The Greatest expression returns the largest value among all provided arguments. It performs element-wise comparison using the data type's natural ordering to determine the maximum value across multiple expressions.

Syntax¶

SELECT greatest(expr1, expr2, ..., exprN)

// DataFrame API
import org.apache.spark.sql.functions.greatest
df.select(greatest(col("col1"), col("col2"), col("col3")))

Arguments¶

Argument	Type	Description
children	Seq[Expression]	Variable number of expressions (minimum 2) to compare for finding the maximum value

Return Type¶

Returns the same data type as the input expressions after type coercion.
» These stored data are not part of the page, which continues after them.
/// Recursive-descent parser for Cool
///
/// Operator precedence, loosest first:
///   <-   (right associative)
///   not
///   <  <=  =   (non-associative)
///   +  -
///   *  /
///   isvoid
///   ~
///   @  .   (dispatch postfix)
/// A multi-binding `let x : T, y : U in e` desugars into nested lets.

use crate::ast::{
    BinaryOp, CaseBranch, Class, DispatchKind, Expr, ExprKind, Feature, FeatureKind, Formal,
    Program, TypeId, TypeTable, UnaryOp,
};
use crate::errors::{Line, ParserError};
use crate::lexer::{Spanned, Token};

pub struct Parser<'t> {
    tokens: Vec<Spanned>,
    pos: usize,
    file: String,
    types: &'t mut TypeTable,
}

type ParseResult<T> = Result<T, ParserError>;

impl<'t> Parser<'t> {
    pub fn new(tokens: Vec<Spanned>, file: &str, types: &'t mut TypeTable) -> Self {
        Parser { tokens, pos: 0, file: file.to_string(), types }
    }

    // -----------------------------------------------------------------------
    // Token cursor
    // -----------------------------------------------------------------------

    fn current(&self) -> &Token {
        &self.tokens[self.pos].token
    }

    fn line(&self) -> Line {
        self.tokens[self.pos].line
    }

    fn advance(&mut self) -> Token {
        let token = self.tokens[self.pos].token.clone();
        if self.pos + 1 < self.tokens.len() {
            self.pos += 1;
        }
        token
    }

    fn error<T>(&self) -> ParseResult<T> {
        Err(ParserError { found: self.current().describe(), line: self.line() })
    }

    fn expect(&mut self, token: Token) -> ParseResult<()> {
        if *self.current() == token {
            self.advance();
            Ok(())
        } else {
            self.error()
        }
    }

    fn expect_type(&mut self) -> ParseResult<TypeId> {
        match self.current().clone() {
            Token::TypeId(name) => {
                self.advance();
                Ok(self.types.intern(&name))
            }
            _ => self.error(),
        }
    }

    fn expect_object(&mut self) -> ParseResult<String> {
        match self.current().clone() {
            Token::ObjectId(name) => {
                self.advance();
                Ok(name)
            }
            _ => self.error(),
        }
    }

    // -----------------------------------------------------------------------
    // Program / classes / features
    // -----------------------------------------------------------------------

    pub fn parse(&mut self) -> ParseResult<Program> {
        let line = self.line();
        let mut classes = Vec::new();

        while *self.current() != Token::Eof {
            classes.push(self.parse_class()?);
            self.expect(Token::Semicolon)?;
        }
        if classes.is_empty() {
            // an empty translation unit is still a syntax error in Cool
            return self.error();
        }

        Ok(Program { classes, line })
    }

    fn parse_class(&mut self) -> ParseResult<Class> {
        let line = self.line();
        self.expect(Token::Class)?;
        let name = self.expect_type()?;

        let parent = if *self.current() == Token::Inherits {
            self.advance();
            self.expect_type()?
        } else {
            crate::ast::OBJECT
        };

        self.expect(Token::LBrace)?;
        let mut features = Vec::new();
        while *self.current() != Token::RBrace {
            features.push(self.parse_feature()?);
            self.expect(Token::Semicolon)?;
        }
        self.expect(Token::RBrace)?;

        Ok(Class {
            name,
            parent,
            file: self.file.clone(),
            line,
            features,
            expression_stack: 0,
        })
    }

    fn parse_feature(&mut self) -> ParseResult<Feature> {
        let line = self.line();
        let name = self.expect_object()?;

        if *self.current() == Token::LParen {
            // method
            self.advance();
            let mut formals = Vec::new();
            if *self.current() != Token::RParen {
                loop {
                    let formal_line = self.line();
                    let formal_name = self.expect_object()?;
                    self.expect(Token::Colon)?;
                    let formal_ty = self.expect_type()?;
                    formals.push(Formal { name: formal_name, ty: formal_ty, line: formal_line });
                    if *self.current() == Token::Comma {
                        self.advance();
                    } else {
                        break;
                    }
                }
            }
            self.expect(Token::RParen)?;
            self.expect(Token::Colon)?;
            let ret = self.expect_type()?;
            self.expect(Token::LBrace)?;
            let body = self.parse_expr()?;
            self.expect(Token::RBrace)?;

            Ok(Feature {
                name,
                ty: ret,
                line,
                kind: FeatureKind::Method { formals, body: Some(body), expression_stack: 0 },
            })
        } else {
            // attribute
            self.expect(Token::Colon)?;
            let ty = self.expect_type()?;
            let init = if *self.current() == Token::Assign {
                self.advance();
                Some(self.parse_expr()?)
            } else {
                None
            };

            Ok(Feature { name, ty, line, kind: FeatureKind::Attribute { init } })
        }
    }

    // -----------------------------------------------------------------------
    // Expressions
    // -----------------------------------------------------------------------

    pub fn parse_expr(&mut self) -> ParseResult<Expr> {
        self.parse_assign()
    }

    fn parse_assign(&mut self) -> ParseResult<Expr> {
        if let Token::ObjectId(name) = self.current().clone() {
            if self.tokens.get(self.pos + 1).map(|s| &s.token) == Some(&Token::Assign) {
                let line = self.line();
                self.advance(); // identifier
                self.advance(); // <-
                let rhs = self.parse_assign()?;
                return Ok(Expr::new(
                    ExprKind::Assign { name, expr: Box::new(rhs) },
                    line,
                ));
            }
        }
        self.parse_not()
    }

    fn parse_not(&mut self) -> ParseResult<Expr> {
        if *self.current() == Token::Not {
            let line = self.line();
            self.advance();
            let operand = self.parse_not()?;
            return Ok(Expr::new(
                ExprKind::Unary { op: UnaryOp::Not, expr: Box::new(operand) },
                line,
            ));
        }
        self.parse_comparison()
    }

    fn parse_comparison(&mut self) -> ParseResult<Expr> {
        let lhs = self.parse_additive()?;
        let op = match self.current() {
            Token::Less => BinaryOp::Lt,
            Token::LessEqual => BinaryOp::Le,
            Token::Equal => BinaryOp::Eq,
            _ => return Ok(lhs),
        };
        let line = self.line();
        self.advance();
        let rhs = self.parse_additive()?;
        Ok(Expr::new(
            ExprKind::Binary { op, lhs: Box::new(lhs), rhs: Box::new(rhs) },
            line,
        ))
    }

    fn parse_additive(&mut self) -> ParseResult<Expr> {
        let mut lhs = self.parse_multiplicative()?;
        loop {
            let op = match self.current() {
                Token::Plus => BinaryOp::Add,
                Token::Minus => BinaryOp::Sub,
                _ => return Ok(lhs),
            };
            let line = self.line();
            self.advance();
            let rhs = self.parse_multiplicative()?;
            lhs = Expr::new(
                ExprKind::Binary { op, lhs: Box::new(lhs), rhs: Box::new(rhs) },
                line,
            );
        }
    }

    fn parse_multiplicative(&mut self) -> ParseResult<Expr> {
        let mut lhs = self.parse_isvoid()?;
        loop {
            let op = match self.current() {
                Token::Star => BinaryOp::Mul,
                Token::Slash => BinaryOp::Div,
                _ => return Ok(lhs),
            };
            let line = self.line();
            self.advance();
            let rhs = self.parse_isvoid()?;
            lhs = Expr::new(
                ExprKind::Binary { op, lhs: Box::new(lhs), rhs: Box::new(rhs) },
                line,
            );
        }
    }

    fn parse_isvoid(&mut self) -> ParseResult<Expr> {
        if *self.current() == Token::IsVoid {
            let line = self.line();
            self.advance();
            let operand = self.parse_isvoid()?;
            return Ok(Expr::new(
                ExprKind::Unary { op: UnaryOp::IsVoid, expr: Box::new(operand) },
                line,
            ));
        }
        self.parse_neg()
    }

    fn parse_neg(&mut self) -> ParseResult<Expr> {
        if *self.current() == Token::Tilde {
            let line = self.line();
            self.advance();
            let operand = self.parse_neg()?;
            return Ok(Expr::new(
                ExprKind::Unary { op: UnaryOp::Neg, expr: Box::new(operand) },
                line,
            ));
        }
        self.parse_dispatch()
    }

    fn parse_dispatch(&mut self) -> ParseResult<Expr> {
        let mut receiver = self.parse_primary()?;

        loop {
            let kind = match self.current() {
                Token::At => {
                    self.advance();
                    let ty = self.expect_type()?;
                    self.expect(Token::Dot)?;
                    DispatchKind::Static(ty)
                }
                Token::Dot => {
                    self.advance();
                    DispatchKind::Virtual
                }
                _ => return Ok(receiver),
            };

            let line = self.line();
            let method = self.expect_object()?;
            let args = self.parse_args()?;
            receiver = Expr::new(
                ExprKind::Dispatch { receiver: Box::new(receiver), method, args, kind },
                line,
            );
        }
    }

    fn parse_args(&mut self) -> ParseResult<Vec<Expr>> {
        self.expect(Token::LParen)?;
        let mut args = Vec::new();
        if *self.current() != Token::RParen {
            loop {
                args.push(self.parse_expr()?);
                if *self.current() == Token::Comma {
                    self.advance();
                } else {
                    break;
                }
            }
        }
        self.expect(Token::RParen)?;
        Ok(args)
    }

    fn parse_primary(&mut self) -> ParseResult<Expr> {
        let line = self.line();
        match self.current().clone() {
            Token::IntLit(value) => {
                self.advance();
                Ok(Expr::new(ExprKind::IntLit(value), line))
            }
            Token::StrLit(value) => {
                self.advance();
                Ok(Expr::new(ExprKind::StrLit(value), line))
            }
            Token::BoolLit(value) => {
                self.advance();
                Ok(Expr::new(ExprKind::BoolLit(value), line))
            }
            Token::LParen => {
                self.advance();
                let inner = self.parse_expr()?;
                self.expect(Token::RParen)?;
                Ok(inner)
            }
            Token::If => {
                self.advance();
                let predicate = self.parse_expr()?;
                self.expect(Token::Then)?;
                let then_expr = self.parse_expr()?;
                self.expect(Token::Else)?;
                let else_expr = self.parse_expr()?;
                self.expect(Token::Fi)?;
                Ok(Expr::new(
                    ExprKind::If {
                        predicate: Box::new(predicate),
                        then_expr: Box::new(then_expr),
                        else_expr: Box::new(else_expr),
                    },
                    line,
                ))
            }
            Token::While => {
                self.advance();
                let predicate = self.parse_expr()?;
                self.expect(Token::Loop)?;
                let body = self.parse_expr()?;
                self.expect(Token::Pool)?;
                Ok(Expr::new(
                    ExprKind::While { predicate: Box::new(predicate), body: Box::new(body) },
                    line,
                ))
            }
            Token::LBrace => {
                self.advance();
                let mut exprs = Vec::new();
                loop {
                    exprs.push(self.parse_expr()?);
                    self.expect(Token::Semicolon)?;
                    if *self.current() == Token::RBrace {
                        break;
                    }
                }
                self.advance();
                Ok(Expr::new(ExprKind::Block(exprs), line))
            }
            Token::Let => {
                self.advance();
                self.parse_let_bindings()
            }
            Token::Case => {
                self.advance();
                let scrutinee = self.parse_expr()?;
                self.expect(Token::Of)?;
                let mut branches = Vec::new();
                loop {
                    let branch_line = self.line();
                    let name = self.expect_object()?;
                    self.expect(Token::Colon)?;
                    let ty = self.expect_type()?;
                    self.expect(Token::Darrow)?;
                    let body = self.parse_expr()?;
                    self.expect(Token::Semicolon)?;
                    branches.push(CaseBranch { name, ty, body, line: branch_line });
                    if *self.current() == Token::Esac {
                        break;
                    }
                }
                self.advance();
                Ok(Expr::new(
                    ExprKind::Case { scrutinee: Box::new(scrutinee), branches },
                    line,
                ))
            }
            Token::New => {
                self.advance();
                let ty = self.expect_type()?;
                Ok(Expr::new(ExprKind::New(ty), line))
            }
            Token::ObjectId(name) => {
                self.advance();
                if *self.current() == Token::LParen {
                    // self dispatch: m(args) is shorthand for self.m(args)
                    let args = self.parse_args()?;
                    let receiver = Expr::new(ExprKind::Object("self".to_string()), line);
                    Ok(Expr::new(
                        ExprKind::Dispatch {
                            receiver: Box::new(receiver),
                            method: name,
                            args,
                            kind: DispatchKind::Virtual,
                        },
                        line,
                    ))
                } else {
                    Ok(Expr::new(ExprKind::Object(name), line))
                }
            }
            _ => self.error(),
        }
    }

    /// `let x : T <- e, y : U in body` parses into nested single-binding
    /// lets, innermost holding the body.
    fn parse_let_bindings(&mut self) -> ParseResult<Expr> {
        let line = self.line();
        let name = self.expect_object()?;
        self.expect(Token::Colon)?;
        let ty = self.expect_type()?;
        let init = if *self.current() == Token::Assign {
            self.advance();
            Some(Box::new(self.parse_expr()?))
        } else {
            None
        };

        let body = if *self.current() == Token::Comma {
            self.advance();
            self.parse_let_bindings()?
        } else {
            self.expect(Token::In)?;
            self.parse_expr()?
        };

        Ok(Expr::new(
            ExprKind::Let { name, ty, init, body: Box::new(body) },
            line,
        ))
    }
}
All input expressions must be coercible to a common type.

Supported Data Types¶

All data types that support ordering comparison:

Numeric types (Byte, Short, Integer, Long, Float, Double, Decimal)
String types
Date and Timestamp types
Boolean type
Binary type (lexicographic ordering)

Algorithm¶

Performs left-fold operation across all child expressions
Evaluates each expression against the current input row
Compares non-null values using the data type's interpreted ordering
Updates the result when a larger value is found
Preserves null values according to null handling rules

Partitioning Behavior¶

The Greatest expression does not affect partitioning:

Preserves existing partitioning as it operates row-by-row
Does not require data shuffle since it's a per-row computation
Can be pushed down to individual partitions independently

Edge Cases¶

Null handling: If all arguments are null, returns null. If some arguments are null, ignores null values and returns the greatest non-null value
Single argument: Throws QueryCompilationErrors.wrongNumArgsError - requires more than one argument
Type mismatch: Throws DataTypeMismatch error if input types cannot be coerced to a common type
Non-orderable types: Validation fails for complex types that don't support ordering (arrays, maps, structs without natural ordering)

Code Generation¶

This expression supports Tungsten code generation with optimizations:

Generates efficient Java code for comparison operations
Uses ctx.reassignIfGreater for optimized comparison logic
Implements expression splitting for handling large numbers of arguments
Falls back to interpreted mode only if code generation context limits are exceeded

Examples¶

-- Basic numeric comparison
SELECT greatest(10, 9, 2, 4, 3);
-- Returns: 10

-- String comparison
SELECT greatest('apple', 'banana', 'cherry');
-- Returns: 'cherry'

-- With null values
SELECT greatest(1, NULL, 3, NULL, 2);
-- Returns: 3

-- Date comparison
SELECT greatest('2023-01-01', '2023-12-31', '2023-06-15');
-- Returns: '2023-12-31'

// DataFrame API usage
import org.apache.spark.sql.functions.greatest

// Numeric columns
df.select(greatest($"price1", $"price2", $"price3"))

// Mixed with literals
df.select(greatest($"score", lit(100)))

// String comparison
df.select(greatest($"name1", $"name2", $"name3"))